Monitoring
Managed Fusion and third-party monitoring tools
Managed Fusion provides built in functions for observability and monitoring. In addition to using Managed Fusion’s tools, you can use third-party monitoring tools.
Information from metrics includes:
-
Consumption Dashboard displays your request and record usage as it relates to the defined consumption limit for your Managed Fusion license. For more information, see Consumption dashboard.
-
Prometheus is a solution that is installed during the Managed Fusion installation. Prometheus records metrics, stores them in a time series datastore, and then uses queries to return data for visualizationa and alerts. For more information, see the Prometheus documentation.
-
Grafana is a tool installed during the Managed Fusion installation. Grafana provides visualizations of multiple datasources and connects to Prometheus, which lets you access your Managed Fusion data when view the Grafana dashboards. Managed Fusion provides pre-configured Grafana dashboards. However, Managed Fusion does not provide the ability to create and use custom Grafana dashboards. For more information, see the Grafana documentation.
-
Loki is an optional, additional tool that stores, aggregates, and queries logs. You can filter logs based on keywords from specific Managed Fusion namespaces, services, and other elements. For more information, see the Grafana’s Loki documentation.
-
System and query performance metrics.
Managed Services monitoring
This section provides general information about monitoring Managed Fusion jobs that are scheduled in the Job Scheduler. The investigation and resolution process for issues on your site may vary based on your contractual agreements with Lucidworks. |
New Managed Fusion clients are supported by Lucidworks Professional Services, other teams, and partners. After initial configuration and onboarding, the Lucidworks Managed Services team provides support in specific areas.

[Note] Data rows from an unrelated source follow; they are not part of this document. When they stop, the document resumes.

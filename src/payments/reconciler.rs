//! Webhook event reconciliation.
//!
//! Takes verified provider events and folds them into local state:
//! entitlement flags, mirrored subscriptions, boost windows and the payment
//! ledger. Every event id is remembered once handled, so provider retries
//! and replays of captured deliveries become no-ops.

use chrono::{DateTime, Utc};
use std::collections::HashMap;
use std::str::FromStr;
use std::sync::Arc;
use thiserror::Error;
use tracing::{debug, info, warn};
use uuid::Uuid;

use crate::config::StripeConfig;
use crate::payments::checkout::plan_pricing;
use crate::payments::events::{
    datetime_from_ts, CheckoutSession, InvoiceObject, Price, SubscriptionObject, WebhookEvent,
};
use crate::payments::stripe::{StripeClient, StripeError};
use crate::premium::boost_window;
use crate::store::types::{NewBoostPurchase, NewPayment, NewSubscription, PlanType, Profile};
use crate::store::{Store, StoreError};

const FAILED_PAYMENT_LABEL: &str = "Échec de paiement";

/// How an event was settled.
#[derive(Debug, Clone, Copy, PartialEq, Eq)]
pub enum ReconcileOutcome {
    /// Handled and recorded.
    Processed,
    /// Event id seen before; nothing touched.
    Duplicate,
    /// Event type we deliberately do not handle.
    Ignored,
    /// Referenced no profile we know. Not recorded, so a later redelivery
    /// can still land once the data exists.
    Orphaned,
}

impl ReconcileOutcome {
    pub fn as_str(&self) -> &'static str {
        match self {
            ReconcileOutcome::Processed => "processed",
            ReconcileOutcome::Duplicate => "duplicate",
            ReconcileOutcome::Ignored => "ignored",
            ReconcileOutcome::Orphaned => "orphaned",
        }
    }
}

#[derive(Debug, Error)]
pub enum ReconcileError {
    #[error(transparent)]
    Store(#[from] StoreError),
    #[error("malformed event payload: {0}")]
    Payload(#[from] serde_json::Error),
    #[error("provider lookup failed: {0}")]
    Provider(#[from] StripeError),
}

pub struct Reconciler {
    store: Arc<dyn Store>,
    client: Arc<StripeClient>,
    config: StripeConfig,
}

impl Reconciler {
    pub fn new(store: Arc<dyn Store>, client: Arc<StripeClient>, config: StripeConfig) -> Self {
        Self {
            store,
            client,
            config,
        }
    }

    /// Apply one verified event. Idempotent per event id.
    pub async fn process(
        &self,
        event: &WebhookEvent,
        now: DateTime<Utc>,
    ) -> Result<ReconcileOutcome, ReconcileError> {
        if self.store.already_processed(&event.id).await? {
            debug!(event = %event.id, event_type = %event.event_type, "replayed event dropped");
            return Ok(ReconcileOutcome::Duplicate);
        }

        let outcome = match event.event_type.as_str() {
            "checkout.session.completed" => {
                self.on_checkout_completed(event.object_as()?, now).await?
            }
            "customer.subscription.created" | "customer.subscription.updated" => {
                self.on_subscription_upserted(event.object_as()?, now).await?
            }
            "customer.subscription.deleted" => {
                self.on_subscription_deleted(event.object_as()?, now).await?
            }
            "invoice.payment_succeeded" => self.on_invoice_paid(event.object_as()?).await?,
            "invoice.payment_failed" => self.on_invoice_failed(event.object_as()?).await?,
            other => {
                debug!(event = %event.id, event_type = other, "event type not handled");
                ReconcileOutcome::Ignored
            }
        };

        if outcome != ReconcileOutcome::Orphaned {
            self.store.record_event(&event.id, &event.event_type).await?;
        }

        metrics::counter!(
            "webhook_events_total",
            "type" => event.event_type.clone(),
            "outcome" => outcome.as_str(),
        )
        .increment(1);

        Ok(outcome)
    }

    /// A completed boost checkout credits the visibility window and writes
    /// the ledger. A completed subscription checkout only carries the
    /// subscription's id, so the full object is fetched from the provider
    /// and mirrored the same way a lifecycle event would be.
    async fn on_checkout_completed(
        &self,
        session: CheckoutSession,
        now: DateTime<Utc>,
    ) -> Result<ReconcileOutcome, ReconcileError> {
        if !session.is_boost_purchase() {
            let Some(subscription_id) = session.subscription.as_ref().map(|s| s.id().to_string())
            else {
                warn!(session = %session.id, "subscription checkout without a subscription id");
                return Ok(ReconcileOutcome::Processed);
            };
            debug!(session = %session.id, subscription = %subscription_id, "subscription checkout completed");
            let subscription = self.client.get_subscription(&subscription_id).await?;
            return self.on_subscription_upserted(subscription, now).await;
        }

        let customer = session.customer.as_ref().map(|c| c.id());
        let Some(profile) = self.resolve_profile(&session.metadata, customer).await? else {
            warn!(session = %session.id, "boost checkout with no resolvable profile");
            return Ok(ReconcileOutcome::Orphaned);
        };

        let window = boost_window(now, profile.premium_boost_end_at);
        self.store
            .set_boost_window(profile.id, window.activated_at, window.expires_at)
            .await?;

        let pricing = plan_pricing(PlanType::Boost);
        let amount = session.amount_total.unwrap_or(pricing.amount);
        let currency = session
            .currency
            .clone()
            .unwrap_or_else(|| pricing.currency.to_string());
        let intent = session.payment_intent.as_ref().map(|p| p.id().to_string());

        self.store
            .insert_boost(&NewBoostPurchase {
                profile_id: profile.id,
                amount_cents: amount,
                currency: currency.clone(),
                status: "succeeded".to_string(),
                stripe_payment_intent_id: intent.clone(),
                activated_at: window.activated_at,
                expires_at: window.expires_at,
            })
            .await?;
        self.store
            .insert_payment(&NewPayment {
                profile_id: profile.id,
                stripe_payment_intent_id: intent,
                stripe_invoice_id: None,
                amount_cents: amount,
                currency,
                plan_type: PlanType::Boost.to_string(),
                status: "succeeded".to_string(),
                description: pricing.label.to_string(),
                receipt_url: None,
            })
            .await?;

        info!(
            profile = %profile.id,
            session = %session.id,
            expires_at = %window.expires_at,
            "boost credited"
        );
        Ok(ReconcileOutcome::Processed)
    }

    async fn on_subscription_upserted(
        &self,
        sub: SubscriptionObject,
        now: DateTime<Utc>,
    ) -> Result<ReconcileOutcome, ReconcileError> {
        let Some(profile) = self
            .resolve_profile(&sub.metadata, Some(sub.customer.id()))
            .await?
        else {
            warn!(subscription = %sub.id, customer = %sub.customer.id(), "subscription with no resolvable profile");
            return Ok(ReconcileOutcome::Orphaned);
        };

        let price = sub.items.data.first().map(|item| &item.price);
        // Checkout mirrors plan_type onto the subscription metadata; that
        // hint wins, the price catalog decides for externally created ones.
        let plan = sub
            .metadata
            .get("plan_type")
            .and_then(|raw| PlanType::from_str(raw).ok())
            .filter(|plan| *plan != PlanType::Boost)
            .unwrap_or_else(|| plan_for_price(&self.config, price));
        let pricing = plan_pricing(plan);
        let active = matches!(sub.status.as_str(), "active" | "trialing");

        self.store
            .upsert_subscription(&NewSubscription {
                profile_id: profile.id,
                stripe_customer_id: sub.customer.id().to_string(),
                stripe_subscription_id: sub.id.clone(),
                stripe_price_id: price.map(|p| p.id.clone()).unwrap_or_default(),
                status: sub.status.clone(),
                plan_type: plan.to_string(),
                amount_cents: price.and_then(|p| p.unit_amount).unwrap_or(pricing.amount),
                currency: price
                    .and_then(|p| p.currency.clone())
                    .unwrap_or_else(|| pricing.currency.to_string()),
                current_period_start: datetime_from_ts(sub.current_period_start).unwrap_or(now),
                current_period_end: datetime_from_ts(sub.current_period_end).unwrap_or(now),
                cancel_at_period_end: sub.cancel_at_period_end,
            })
            .await?;
        // An active subscription forces the flag on. Other statuses (past_due
        // while the provider retries the card) leave it alone; only the
        // deleted event revokes.
        if active {
            self.store.set_subscription_premium(profile.id, true).await?;
        }

        info!(
            profile = %profile.id,
            subscription = %sub.id,
            status = %sub.status,
            premium = active,
            "subscription mirrored"
        );
        Ok(ReconcileOutcome::Processed)
    }

    async fn on_subscription_deleted(
        &self,
        sub: SubscriptionObject,
        now: DateTime<Utc>,
    ) -> Result<ReconcileOutcome, ReconcileError> {
        let canceled_at = sub.canceled_at.and_then(datetime_from_ts).unwrap_or(now);
        let known = self.store.cancel_subscription(&sub.id, canceled_at).await?;
        if !known {
            debug!(subscription = %sub.id, "deletion for a subscription never mirrored");
        }

        let Some(profile) = self
            .resolve_profile(&sub.metadata, Some(sub.customer.id()))
            .await?
        else {
            warn!(subscription = %sub.id, "deleted subscription with no resolvable profile");
            return Ok(ReconcileOutcome::Orphaned);
        };
        self.store.set_subscription_premium(profile.id, false).await?;

        info!(profile = %profile.id, subscription = %sub.id, "subscription ended, premium revoked");
        Ok(ReconcileOutcome::Processed)
    }

    async fn on_invoice_paid(
        &self,
        invoice: InvoiceObject,
    ) -> Result<ReconcileOutcome, ReconcileError> {
        let Some(profile) = self.profile_from_invoice(&invoice).await? else {
            return Ok(ReconcileOutcome::Orphaned);
        };

        // Recover the plan from the subscription this invoice bills for.
        let plan = match invoice.subscription.as_ref() {
            Some(subscription) => self
                .store
                .subscription_by_provider_id(subscription.id())
                .await?
                .and_then(|record| PlanType::from_str(&record.plan_type).ok())
                .unwrap_or(PlanType::Monthly),
            None => PlanType::Monthly,
        };
        let pricing = plan_pricing(plan);

        self.store
            .insert_payment(&NewPayment {
                profile_id: profile.id,
                stripe_payment_intent_id: invoice.payment_intent.as_ref().map(|p| p.id().to_string()),
                stripe_invoice_id: Some(invoice.id.clone()),
                amount_cents: invoice.amount_paid.unwrap_or(pricing.amount),
                currency: invoice
                    .currency
                    .clone()
                    .unwrap_or_else(|| pricing.currency.to_string()),
                plan_type: plan.to_string(),
                status: "succeeded".to_string(),
                description: pricing.label.to_string(),
                receipt_url: invoice.hosted_invoice_url.clone(),
            })
            .await?;

        info!(profile = %profile.id, invoice = %invoice.id, "invoice payment recorded");
        Ok(ReconcileOutcome::Processed)
    }

    async fn on_invoice_failed(
        &self,
        invoice: InvoiceObject,
    ) -> Result<ReconcileOutcome, ReconcileError> {
        let Some(profile) = self.profile_from_invoice(&invoice).await? else {
            return Ok(ReconcileOutcome::Orphaned);
        };

        self.store
            .insert_payment(&NewPayment {
                profile_id: profile.id,
                stripe_payment_intent_id: invoice.payment_intent.as_ref().map(|p| p.id().to_string()),
                stripe_invoice_id: Some(invoice.id.clone()),
                amount_cents: invoice.amount_due.unwrap_or(0),
                currency: invoice.currency.clone().unwrap_or_else(|| "xof".to_string()),
                plan_type: PlanType::Monthly.to_string(),
                status: "failed".to_string(),
                description: FAILED_PAYMENT_LABEL.to_string(),
                receipt_url: invoice.hosted_invoice_url.clone(),
            })
            .await?;

        warn!(profile = %profile.id, invoice = %invoice.id, "invoice payment failed");
        Ok(ReconcileOutcome::Processed)
    }

    /// Metadata `profile_id` wins; customer lookup is the fallback for
    /// events that never carried metadata.
    async fn resolve_profile(
        &self,
        metadata: &HashMap<String, String>,
        customer: Option<&str>,
    ) -> Result<Option<Profile>, StoreError> {
        if let Some(raw) = metadata.get("profile_id") {
            if let Ok(id) = Uuid::parse_str(raw) {
                if let Some(profile) = self.store.find_by_id(id).await? {
                    return Ok(Some(profile));
                }
            }
        }
        match customer {
            Some(customer_id) => self.store.find_by_customer(customer_id).await,
            None => Ok(None),
        }
    }

    async fn profile_from_invoice(
        &self,
        invoice: &InvoiceObject,
    ) -> Result<Option<Profile>, StoreError> {
        let Some(customer) = invoice.customer.as_ref() else {
            warn!(invoice = %invoice.id, "invoice without a customer");
            return Ok(None);
        };
        let found = self.store.find_by_customer(customer.id()).await?;
        if found.is_none() {
            warn!(invoice = %invoice.id, customer = %customer.id(), "invoice for unknown customer");
        }
        Ok(found)
    }
}

/// Map a price to a plan: configured ids first, billing interval as the
/// fallback for prices created outside this deployment.
fn plan_for_price(config: &StripeConfig, price: Option<&Price>) -> PlanType {
    let Some(price) = price else {
        return PlanType::Monthly;
    };
    if price.id == config.annual_price_id {
        return PlanType::Annual;
    }
    if price.id == config.monthly_price_id {
        return PlanType::Monthly;
    }
    match price.recurring.as_ref().map(|r| r.interval.as_str()) {
        Some("year") => PlanType::Annual,
        _ => PlanType::Monthly,
    }
}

One of the areas of Managed Services support is the process to identify and monitor Managed Fusion jobs scheduled in the Job Scheduler. New jobs with a scheduler configured are automatically discovered and monitored. Jobs that are not scheduled in the Job Scheduler are not monitored.
Monitoring is automated, and the scripts periodically check the processing status of jobs associated with all datasource types, and generate alerts if certain issues occur. Managed Services is notified of the alerts described in this section, as well as other job-related issues.
Managed Services is on call on weekends and holidays to respond to severity level (S1) incidents. Jobs that generate alerts for other severity levels are not necessarily reviewed or investigated at those times. |
Job failure
The system generates an alert when the job API reports a status of FAILED. Incidents that cause a job failure are not typically considered to be a S1 situation.
Job does not start at scheduled time
The system generates this alert when the Job Scheduler does not start a job at the scheduled time. This can occur for multiple reasons:
-
The job is not configured appropriately.
-
A previous run of the job has not yet completed because of performance issues.
-
A previous run of the job displays as running, but has stopped processing for some reason.
Job schedule is disabled
The system generates an alert if the job is disabled. Because jobs can be disabled manually, it is possible that the job was not manually re-enabled when appropriate.
An alert is also generated for certain types of pod failures that cause jobs to become disabled and not display in the Job Scheduler.
Guidelines to resolve issues
Managed Services investigates alerts and troubleshoots potential resolutions.
If Managed Services determines that the issue in the alert:
-
Requires further investigation, Managed Services creates a Jira ticket in its team project and continues to research to determine a solution.
-
Is infrastructure-related and requires intervention, Managed Services creates a ticket for the Lucidworks Cloud Operations team.
-
Requires client intervention to resolve or cannot be resolved by a pod restart, adding more memory, or a simple configuration change, Managed Services:
-
May notify Lucidworks Client Services.
-
Creates a Zendesk ticket to notify the client about the issue.
-